[Assigned task]:
Tally the lines of the listing that contain the string "tagged". Give the number and nothing else.

[Opening Input section]

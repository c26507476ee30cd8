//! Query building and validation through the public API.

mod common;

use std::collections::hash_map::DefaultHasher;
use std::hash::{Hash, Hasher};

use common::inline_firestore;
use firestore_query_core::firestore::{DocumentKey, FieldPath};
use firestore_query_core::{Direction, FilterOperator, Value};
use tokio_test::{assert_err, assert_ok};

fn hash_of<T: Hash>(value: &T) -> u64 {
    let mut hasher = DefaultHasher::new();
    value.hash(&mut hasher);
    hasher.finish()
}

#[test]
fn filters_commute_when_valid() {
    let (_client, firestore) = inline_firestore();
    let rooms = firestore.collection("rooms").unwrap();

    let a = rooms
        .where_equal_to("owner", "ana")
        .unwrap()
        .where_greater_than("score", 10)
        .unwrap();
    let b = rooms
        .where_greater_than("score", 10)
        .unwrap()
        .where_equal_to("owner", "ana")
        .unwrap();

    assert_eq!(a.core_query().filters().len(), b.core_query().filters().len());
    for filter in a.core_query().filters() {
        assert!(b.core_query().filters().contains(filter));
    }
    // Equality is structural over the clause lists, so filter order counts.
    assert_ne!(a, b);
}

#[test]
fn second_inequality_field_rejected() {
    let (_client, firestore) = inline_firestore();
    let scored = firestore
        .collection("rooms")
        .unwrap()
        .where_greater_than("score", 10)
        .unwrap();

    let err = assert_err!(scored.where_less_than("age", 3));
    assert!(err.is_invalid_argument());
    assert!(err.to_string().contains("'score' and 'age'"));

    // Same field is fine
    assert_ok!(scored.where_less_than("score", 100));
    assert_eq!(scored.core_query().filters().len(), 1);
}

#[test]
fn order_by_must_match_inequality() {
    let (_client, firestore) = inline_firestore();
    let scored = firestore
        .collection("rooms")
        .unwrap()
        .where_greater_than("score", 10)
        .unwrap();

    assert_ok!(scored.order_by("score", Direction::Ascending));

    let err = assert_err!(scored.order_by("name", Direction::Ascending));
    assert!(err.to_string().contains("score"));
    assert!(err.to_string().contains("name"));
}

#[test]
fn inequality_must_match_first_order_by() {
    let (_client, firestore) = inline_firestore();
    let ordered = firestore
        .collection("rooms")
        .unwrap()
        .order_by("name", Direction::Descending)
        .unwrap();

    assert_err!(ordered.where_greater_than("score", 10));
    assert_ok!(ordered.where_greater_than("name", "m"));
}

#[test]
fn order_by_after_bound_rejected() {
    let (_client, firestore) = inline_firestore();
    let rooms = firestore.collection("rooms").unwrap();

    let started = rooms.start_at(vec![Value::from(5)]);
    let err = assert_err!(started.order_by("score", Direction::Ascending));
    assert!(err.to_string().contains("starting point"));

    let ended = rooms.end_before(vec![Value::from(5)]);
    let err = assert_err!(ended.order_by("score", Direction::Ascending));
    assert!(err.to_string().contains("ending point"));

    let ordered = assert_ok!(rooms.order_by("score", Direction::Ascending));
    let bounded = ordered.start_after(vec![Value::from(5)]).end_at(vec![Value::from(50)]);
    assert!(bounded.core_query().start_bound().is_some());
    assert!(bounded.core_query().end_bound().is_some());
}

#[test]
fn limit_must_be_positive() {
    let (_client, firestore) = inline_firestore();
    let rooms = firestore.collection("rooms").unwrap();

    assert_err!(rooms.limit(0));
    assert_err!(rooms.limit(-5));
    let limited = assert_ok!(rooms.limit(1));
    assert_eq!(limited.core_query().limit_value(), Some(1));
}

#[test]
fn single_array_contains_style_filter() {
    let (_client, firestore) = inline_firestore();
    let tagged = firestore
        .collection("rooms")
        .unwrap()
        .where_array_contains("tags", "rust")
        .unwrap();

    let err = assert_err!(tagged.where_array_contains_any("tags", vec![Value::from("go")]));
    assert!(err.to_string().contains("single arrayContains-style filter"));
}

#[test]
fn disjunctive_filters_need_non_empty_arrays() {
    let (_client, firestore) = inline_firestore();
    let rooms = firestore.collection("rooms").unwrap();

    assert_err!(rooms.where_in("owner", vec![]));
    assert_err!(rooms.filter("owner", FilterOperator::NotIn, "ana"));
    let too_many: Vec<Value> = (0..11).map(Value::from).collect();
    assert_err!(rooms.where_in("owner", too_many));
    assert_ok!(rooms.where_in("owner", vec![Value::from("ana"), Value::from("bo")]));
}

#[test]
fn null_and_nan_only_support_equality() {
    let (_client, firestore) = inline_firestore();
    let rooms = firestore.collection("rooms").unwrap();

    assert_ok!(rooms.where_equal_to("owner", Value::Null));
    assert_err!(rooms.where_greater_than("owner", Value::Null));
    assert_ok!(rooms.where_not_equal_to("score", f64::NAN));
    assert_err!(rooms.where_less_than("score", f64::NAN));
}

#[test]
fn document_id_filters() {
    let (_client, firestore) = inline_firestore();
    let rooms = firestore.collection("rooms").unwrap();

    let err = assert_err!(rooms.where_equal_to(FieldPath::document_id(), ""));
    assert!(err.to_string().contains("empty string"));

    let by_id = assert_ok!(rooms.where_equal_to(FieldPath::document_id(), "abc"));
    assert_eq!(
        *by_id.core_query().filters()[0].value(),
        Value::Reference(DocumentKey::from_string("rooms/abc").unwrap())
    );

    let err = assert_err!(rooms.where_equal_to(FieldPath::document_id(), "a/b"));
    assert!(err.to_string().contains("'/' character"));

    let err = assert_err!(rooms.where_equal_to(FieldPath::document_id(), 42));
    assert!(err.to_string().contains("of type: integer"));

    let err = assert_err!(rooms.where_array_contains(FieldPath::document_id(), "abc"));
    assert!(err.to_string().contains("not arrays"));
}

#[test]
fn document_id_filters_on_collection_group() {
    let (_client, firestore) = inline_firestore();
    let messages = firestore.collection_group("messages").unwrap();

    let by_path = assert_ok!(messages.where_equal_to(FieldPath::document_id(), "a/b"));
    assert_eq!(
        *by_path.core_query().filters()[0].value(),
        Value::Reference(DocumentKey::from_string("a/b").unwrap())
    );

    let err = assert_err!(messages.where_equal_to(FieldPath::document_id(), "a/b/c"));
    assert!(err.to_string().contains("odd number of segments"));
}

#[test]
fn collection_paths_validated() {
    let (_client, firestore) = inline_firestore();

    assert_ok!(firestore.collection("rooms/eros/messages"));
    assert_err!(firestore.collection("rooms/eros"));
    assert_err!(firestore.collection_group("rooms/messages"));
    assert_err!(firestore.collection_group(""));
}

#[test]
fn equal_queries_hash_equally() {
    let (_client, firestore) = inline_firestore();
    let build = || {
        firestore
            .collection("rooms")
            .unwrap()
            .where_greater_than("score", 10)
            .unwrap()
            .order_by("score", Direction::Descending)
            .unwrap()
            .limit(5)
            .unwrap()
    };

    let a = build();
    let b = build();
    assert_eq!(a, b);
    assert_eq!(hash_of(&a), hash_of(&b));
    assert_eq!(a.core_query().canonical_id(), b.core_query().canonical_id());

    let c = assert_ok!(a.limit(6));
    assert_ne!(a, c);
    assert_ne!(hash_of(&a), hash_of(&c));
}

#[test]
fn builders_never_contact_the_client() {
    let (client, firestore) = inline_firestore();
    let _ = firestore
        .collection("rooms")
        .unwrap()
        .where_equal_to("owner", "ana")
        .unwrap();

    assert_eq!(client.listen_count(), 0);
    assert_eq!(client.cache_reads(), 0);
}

[Closing Input section]
[Opening Input section]

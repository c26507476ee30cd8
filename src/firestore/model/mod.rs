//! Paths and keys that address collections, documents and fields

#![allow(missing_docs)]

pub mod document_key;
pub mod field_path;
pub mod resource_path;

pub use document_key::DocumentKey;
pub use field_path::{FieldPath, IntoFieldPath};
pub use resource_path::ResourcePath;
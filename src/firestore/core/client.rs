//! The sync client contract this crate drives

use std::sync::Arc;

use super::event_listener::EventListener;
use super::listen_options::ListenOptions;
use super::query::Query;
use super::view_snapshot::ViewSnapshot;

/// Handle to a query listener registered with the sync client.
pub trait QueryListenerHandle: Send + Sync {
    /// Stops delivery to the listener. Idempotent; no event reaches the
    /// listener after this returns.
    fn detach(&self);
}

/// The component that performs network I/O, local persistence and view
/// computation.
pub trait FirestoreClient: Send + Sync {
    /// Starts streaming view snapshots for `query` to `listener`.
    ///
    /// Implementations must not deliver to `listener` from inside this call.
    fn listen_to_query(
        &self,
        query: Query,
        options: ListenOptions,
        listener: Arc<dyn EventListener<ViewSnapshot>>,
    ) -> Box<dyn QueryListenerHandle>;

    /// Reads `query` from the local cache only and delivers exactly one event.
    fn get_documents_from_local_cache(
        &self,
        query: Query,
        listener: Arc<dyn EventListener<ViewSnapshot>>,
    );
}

[Closing Input section]

[Response]:
2